Kin Yamei (; 1864 – March 4, 1934) also seen as Chin Ya-mei or Jin Yunmei, or anglicized as Y. May King, was a Chinese-born, American-raised doctor, hospital administrator, educator, and nutrition expert. She is credited with introducing tofu to the United States Department of Agriculture (USDA) during World War I.

Early life

Kin Yamei was born in 1864, in Ningbo. Her father, Rev. Kying Ling-yiu (Chin Ding-yu), was a Christian convert. When she was two years old she was orphaned during the cholera epidemic; she was adopted by American missionaries, Divie Bethune McCartee and Juana M. Knight McCartee. They encouraged her to use her given name, and to learn Chinese as well as English; she also learned to speak Japanese and French. She attended the Women's Medical College of the New York Infirmary, founded by Elizabeth Blackwell, where she graduated at the top of her class in 1885. The Chinese Consul attended the graduation ceremony to witness her achievement. She pursued further study in Philadelphia and Washington, D. C.She also learned photography skills, and published a journal article on medical photo-micrography while she was in medical school.

Career

Kin Yamei, from a 1905 publication.

From 1890 to 1894, she ran a hospital for women and children in Kobe, Japan, where she stayed while recovering from malaria.She was superintendent at a women's hospital and nurses' training program at Tianjin. She also founded the Northern Medical School for Women at Zhili, in 1907.

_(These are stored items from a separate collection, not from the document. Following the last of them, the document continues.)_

use faro_domain::{chunk::StoredChunk, entity::EntityDetection};
use faro_storage::qdrant::QdrantStore;

use crate::{
	Error, RankedResult, Result, RetrievalEngine, fusion::reciprocal_rank_fusion,
	rerank::rerank_candidates,
};

const SNIPPET_CHARS: usize = 50;
const LABELED_IMAGES_DIR: &str = "labeled_images";

/// Provenance of one evidence item, surfaced to the caller alongside the
/// answer.
#[derive(Debug, Clone, serde::Serialize, serde::Deserialize)]
pub struct SourceRef {
	pub source: String,
	pub page: i64,
	pub snippet: String,
	pub score: String,
}

/// Everything the retrieval path contributes to a request. Empty on failure;
/// downstream generation handles "no evidence" explicitly.
#[derive(Debug, Clone, Default)]
pub struct RetrievalOutcome {
	pub context: String,
	pub sources: Vec<SourceRef>,
	pub candidate_images: Vec<String>,
	pub entity_query: bool,
	pub steps: Vec<String>,
}

impl RetrievalEngine {
	/// Produces the final evidence set for a question. Retrieval errors are
	/// recovered here: the pipeline always receives an outcome, possibly an
	/// empty one.
	pub async fn retrieve(&self, question: &str) -> RetrievalOutcome {
		let detection = self.matcher().detect(question);
		let entity_query = detection.is_entity_query();

		match self.retrieve_inner(question, &detection).await {
			Ok(outcome) => outcome,
			Err(err) => {
				tracing::warn!(error = %err, "Retrieval failed; continuing without evidence.");

				RetrievalOutcome {
					entity_query,
					steps: vec![
						"La recuperación falló; se continúa sin evidencia.".to_string(),
					],
					..RetrievalOutcome::default()
				}
			},
		}
	}

	async fn retrieve_inner(
		&self,
		question: &str,
		detection: &EntityDetection,
	) -> Result<RetrievalOutcome> {
		if detection.is_entity_query() {
			self.retrieve_entity(question, detection).await
		} else {
			self.retrieve_hybrid(question).await
		}
	}

	/// Exact-name-biased path: partition-filtered vector search plus a direct
	/// metadata scan that guarantees recall for names embedding similarity
	/// might rank low. Image retrieval is suppressed entirely.
	async fn retrieve_entity(
		&self,
		question: &str,
		detection: &EntityDetection,
	) -> Result<RetrievalOutcome> {
		let retrieval = &self.cfg.retrieval;
		let partitions = &self.cfg.routing.entity_partitions;
		let mut steps = vec![
			"Consulta de entidad detectada; búsqueda restringida a la partición de registros."
				.to_string(),
		];

		let filter = QdrantStore::sources_filter(partitions);
		let partition_chunks = self.store.scroll_chunks(Some(filter.clone())).await?;
		let direct_hits = direct_scan_hits(
			&partition_chunks,
			detection,
			retrieval.direct_scan_limit as usize,
		);

		if !direct_hits.is_empty() {
			steps.push(format!(
				"Recuperación directa por metadatos: {} coincidencias.",
				direct_hits.len()
			));
		}

		let question_vec = self.embed_single(question).await?;
		let filtered = self
			.store
			.search_chunks(question_vec, retrieval.fusion_k as u64, Some(filter))
			.await?;
		let candidates = reciprocal_rank_fusion(&[filtered], retrieval.rrf_k);

		steps.push(format!("Búsqueda filtrada: {} candidatos.", candidates.len()));

		let ranked = rerank_candidates(
			self.providers.rerank.as_ref(),
			&self.cfg.providers.rerank,
			question,
			candidates,
			retrieval.top_k as usize,
		)
		.await;

		steps.push(format!("Reranker seleccionó top-{}.", ranked.len()));
		steps.push("Imágenes desactivadas para consulta de entidad.".to_string());

		Ok(RetrievalOutcome {
			context: assemble_context(&direct_hits, &ranked),
			sources: ranked.iter().map(source_ref).collect(),
			candidate_images: Vec::new(),
			entity_query: true,
			steps,
		})
	}

	/// Hybrid path: lexical and vector legs fused with RRF, reranked, plus up
	/// to `max_image_candidates` image candidates from the image collection.
	async fn retrieve_hybrid(&self, question: &str) -> Result<RetrievalOutcome> {
		let retrieval = &self.cfg.retrieval;
		let leg_k = (retrieval.fusion_k as usize) * 2;
		let mut steps = vec!["Búsqueda híbrida (léxica + vectorial) iniciada.".to_string()];

		let dense_query = if self.cfg.expansion.mode == "always" {
			match self
				.providers
				.expansion
				.expand(&self.cfg.providers.chat, question)
				.await
			{
				Ok(expanded) if !expanded.trim().is_empty() => {
					steps.push("Consulta expandida para la búsqueda densa.".to_string());

					expanded
				},
				Ok(_) => question.to_string(),
				Err(err) => {
					tracing::warn!(error = %err, "Query expansion failed; using the raw question.");

					question.to_string()
				},
			}
		} else {
			question.to_string()
		};

		let lexical_hits: Vec<StoredChunk> = self
			.lexical
			.load()
			.search(question, leg_k)
			.into_iter()
			.map(|hit| hit.chunk)
			.collect();
		let question_vec = self.embed_single(question).await?;
		let dense_vec = if dense_query == question {
			question_vec.clone()
		} else {
			self.embed_single(&dense_query).await?
		};
		let vector_hits = self.store.search_chunks(dense_vec, leg_k as u64, None).await?;

		let mut candidates =
			reciprocal_rank_fusion(&[lexical_hits, vector_hits], retrieval.rrf_k);

		candidates.truncate(retrieval.fusion_k as usize);
		steps.push(format!("Fusión completada: {} candidatos.", candidates.len()));

		let ranked = rerank_candidates(
			self.providers.rerank.as_ref(),
			&self.cfg.providers.rerank,
			question,
			candidates,
			retrieval.top_k as usize,
		)
		.await;

		steps.push(format!("Reranker seleccionó top-{}.", ranked.len()));

		let candidate_images = self
			.candidate_images(question_vec, retrieval.max_image_candidates as u64)
			.await;

		if !candidate_images.is_empty() {
			steps.push(format!("{} imágenes candidatas recuperadas.", candidate_images.len()));
		}

		Ok(RetrievalOutcome {
			context: assemble_context(&[], &ranked),
			sources: ranked.iter().map(source_ref).collect(),
			candidate_images,
			entity_query: false,
			steps,
		})
	}

	/// Image misses are not worth failing a text answer over; they only cost
	/// the visual-evidence step.
	async fn candidate_images(&self, question_vec: Vec<f32>, limit: u64) -> Vec<String> {
		match self.store.search_images(question_vec, limit).await {
			Ok(images) => images
				.into_iter()
				.filter_map(|chunk| chunk.metadata.filename)
				.map(|filename| {
					format!("{}/{LABELED_IMAGES_DIR}/{filename}", self.cfg.service.static_root)
				})
				.collect(),
			Err(err) => {
				tracing::warn!(error = %err, "Image retrieval failed; continuing without images.");

				Vec::new()
			},
		}
	}

	async fn embed_single(&self, text: &str) -> Result<Vec<f32>> {
		let vectors = self
			.providers
			.embedding
			.embed(&self.cfg.providers.embedding, &[text.to_string()])
			.await?;
		let Some(vector) = vectors.into_iter().next() else {
			return Err(Error::Provider {
				message: "Embedding provider returned no vectors.".to_string(),
			});
		};

		if vector.len() != self.cfg.storage.qdrant.vector_dim as usize {
			return Err(Error::Provider {
				message: "Embedding vector dimension mismatch.".to_string(),
			});
		}

		Ok(vector)
	}
}

/// Chunks from the entity partition whose name or record-id metadata contains
/// one of the detected tokens.
fn direct_scan_hits(
	chunks: &[StoredChunk],
	detection: &EntityDetection,
	limit: usize,
) -> Vec<StoredChunk> {
	let names: Vec<String> = detection.names.iter().map(|name| name.to_lowercase()).collect();
	let record_id = detection.record_id.as_ref().map(|id| id.to_lowercase());

	if names.is_empty() && record_id.is_none() {
		return Vec::new();
	}

	chunks
		.iter()
		.filter(|chunk| {
			let name_match = chunk.metadata.employee_name.as_ref().is_some_and(|employee| {
				let employee = employee.to_lowercase();

				names.iter().any(|name| employee.contains(name.as_str()))
			});
			let id_match = match (&record_id, &chunk.metadata.employee_id) {
				(Some(id), Some(employee_id)) => employee_id.to_lowercase().contains(id.as_str()),
				_ => false,
			};

			name_match || id_match
		})
		.take(limit)
		.cloned()
		.collect()
}

/// Direct-scan hits lead; reranked evidence follows in rank order, each item
/// substituting its expanded context when the ingester attached one.
fn assemble_context(direct_hits: &[StoredChunk], ranked: &[RankedResult]) -> String {
	let mut parts: Vec<&str> = direct_hits.iter().map(|chunk| chunk.text.as_str()).collect();

	parts.extend(ranked.iter().map(|result| result.candidate.chunk.evidence_text()));

	parts.join("\n\n")
}

fn source_ref(result: &RankedResult) -> SourceRef {
	let chunk = &result.candidate.chunk;
	let score = result.rerank_score.unwrap_or(0.0);

	SourceRef {
		source: if chunk.metadata.source.is_empty() {
			"Desconocido".to_string()
		} else {
			chunk.metadata.source.clone()
		},
		page: chunk.metadata.page,
		snippet: snippet(&chunk.text),
		score: format!("{score:.3}"),
	}
}

fn snippet(text: &str) -> String {
	let mut out: String = text.chars().take(SNIPPET_CHARS).collect();

	if text.chars().count() > SNIPPET_CHARS {
		out.push_str("...");
	}

	out
}

#[cfg(test)]
mod tests {
	use super::*;

	use faro_domain::chunk::ChunkMetadata;

	fn record_chunk(id: &str, name: Option<&str>, employee_id: Option<&str>) -> StoredChunk {
		StoredChunk {
			id: id.to_string(),
			text: format!("EMPLEADO: registro {id}"),
			metadata: ChunkMetadata {
				source: "employees_rrhh".to_string(),
				employee_name: name.map(str::to_string),
				employee_id: employee_id.map(str::to_string),
				..ChunkMetadata::default()
			},
		}
	}

	#[test]
	fn direct_scan_matches_names_case_insensitively() {
		let chunks = vec![
			record_chunk("c1", Some("Ana García"), Some("EMP001")),
			record_chunk("c2", Some("Luis Pérez"), Some("EMP002")),
		];
		let detection = EntityDetection {
			keyword_hit: true,
			record_id: None,
			names: vec!["ana".to_string()],
		};
		let hits = direct_scan_hits(&chunks, &detection, 3);

		assert_eq!(hits.len(), 1);
		assert_eq!(hits[0].id, "c1");
	}

	#[test]
	fn direct_scan_matches_record_ids() {
		let chunks = vec![
			record_chunk("c1", Some("Ana García"), Some("EMP001")),
			record_chunk("c2", Some("Luis Pérez"), Some("EMP006")),
		];
		let detection = EntityDetection {
			keyword_hit: false,
			record_id: Some("emp006".to_string()),
			names: Vec::new(),
		};
		let hits = direct_scan_hits(&chunks, &detection, 3);

		assert_eq!(hits.len(), 1);
		assert_eq!(hits[0].id, "c2");
	}

	#[test]
	fn keyword_only_detection_skips_the_direct_scan() {
		let chunks = vec![record_chunk("c1", Some("Ana García"), Some("EMP001"))];
		let detection =
			EntityDetection { keyword_hit: true, record_id: None, names: Vec::new() };

		assert!(direct_scan_hits(&chunks, &detection, 3).is_empty());
	}

	#[test]
	fn direct_hits_lead_the_assembled_context() {
		let direct = vec![record_chunk("c1", Some("Ana García"), None)];
		let ranked = vec![RankedResult {
			candidate: crate::Candidate {
				chunk: StoredChunk {
					id: "c2".to_string(),
					text: "raw".to_string(),
					metadata: ChunkMetadata {
						expanded_context: Some("contexto ampliado".to_string()),
						..ChunkMetadata::default()
					},
				},
				fusion_score: 0.5,
			},
			rerank_score: Some(0.9),
		}];
		let context = assemble_context(&direct, &ranked);

		assert!(context.starts_with("EMPLEADO: registro c1"));
		assert!(context.ends_with("contexto ampliado"));
	}

	#[test]
	fn snippets_are_char_safe_and_capped() {
		let text = "á".repeat(80);
		let snippet = snippet(&text);

		assert!(snippet.ends_with("..."));
		assert_eq!(snippet.chars().count(), SNIPPET_CHARS + 3);
	}
}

She also lectured in the United States about Chinese culture, women, and medicine, including a speech to the Los Angeles Medical Association, and a speech at Carnegie Hall. She published an article about Honolulu's Chinatown in Overland Monthly (1902), and an article about soybeans in the New-York Tribune (1904). She spent World War I in the United States, working with the USDA on nutritional and other uses for soybeans, and introducing tofu to American food scientists. She addressed an international Peace Conference in 1904, in New York City.

Personal life

Kin Yamei married Hippolytus Laesola Amador Eca da Silva, in 1894 in Japan. Mr. da Silva was a merchant and interpreter born in Hong Kong. They divorced in 1904. They had a son, Alexander, born in 1895 in Honolulu, Hawaii; he died in 1918 as an American soldier in World War I, in France, and was buried at Arlington National Cemetery, under the name "Alexander A. Kin". Kin Yamei returned to China and spent her later years in Beijing, and died from pneumonia in 1934, aged 70 years.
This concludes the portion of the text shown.